[Stored items]
//! Running M-statistic over a growing history.
//!
//! Events are applied oldest-to-newest and a score is emitted after each
//! one. Deciding whether a revert is a [`Classification::Duplicate`] needs
//! the following event, so the latest matched revert is held back as
//! provisional: it counts toward the emitted score, and is either recorded
//! or dropped when the next event arrives. After the last event the score
//! equals [`super::m_statistic`] over the whole history.

use std::io::{BufRead, Write};

use super::classify::{Classification, EditorIx, EditorTable, RevertClassifier, RevertTally};
use crate::trace::{PageTraceReader, TraceError};
use crate::types::{CompactEvent, MStatResult, TimeSeriesPoint};

/// Incremental scorer for one page.
#[derive(Debug, Clone, Default)]
pub struct MStatTimeSeries {
    classifier: RevertClassifier,
    tally: RevertTally,
    editors: EditorTable,
    last_content_id: Option<u32>,
    provisional: Option<(EditorIx, EditorIx)>,
}

impl MStatTimeSeries {
    /// Create a scorer for a fresh page.
    pub fn new() -> Self {
        Self::default()
    }

    /// Apply the next (later) edit and return the running score.
    pub fn push(&mut self, event: &CompactEvent) -> TimeSeriesPoint {
        let editor = self.editors.record_edit(&event.editor);

        if let Some((reverter, reverted)) = self.provisional.take() {
            // Same content again: the held revert was a duplicate signal.
            if self.last_content_id != Some(event.content_id) {
                self.tally.record(reverter, reverted);
            }
        }

        if let Classification::Matched { reverter, reverted } =
            self.classifier.classify(event.content_id, editor, None)
        {
            self.provisional = Some((reverter, reverted));
        }
        self.last_content_id = Some(event.content_id);

        TimeSeriesPoint {
            timestamp: event.timestamp.clone(),
            m_statistic: self.score(),
        }
    }

    /// Score over the edits applied so far.
    pub fn score(&self) -> u64 {
        self.tally.summarize(self.editors.edit_counts(), self.provisional).score
    }

    /// Full result over the edits applied so far.
    pub fn result(&self) -> MStatResult {
        let summary = self.tally.summarize(self.editors.edit_counts(), self.provisional);
        MStatResult {
            score: summary.score,
            edit_count: self.classifier.len(),
            revert_count: summary.reverts,
            editor_count: self.editors.len(),
            mutual_editor_count: summary.mutual_editors,
        }
    }
}

/// Write the running score of a single-page trace as JSON rows, oldest
/// edit first. Returns the number of rows written.
pub fn write_time_series<R: BufRead, W: Write>(
    reader: PageTraceReader<R>,
    out: &mut W,
) -> Result<usize, TraceError> {
    let page = reader.single_page()?;
    let mut series = MStatTimeSeries::new();
    for event in &page.events {
        let point = series.push(event);
        serde_json::to_writer(&mut *out, &point).map_err(std::io::Error::from)?;
        out.write_all(b"\n")?;
    }
    out.flush()?;
    Ok(page.len())
}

**Task brief**
Among the entries above, count the lines that contain the word "TimeSeriesPoint" and give the number by itself.

**Task response**
3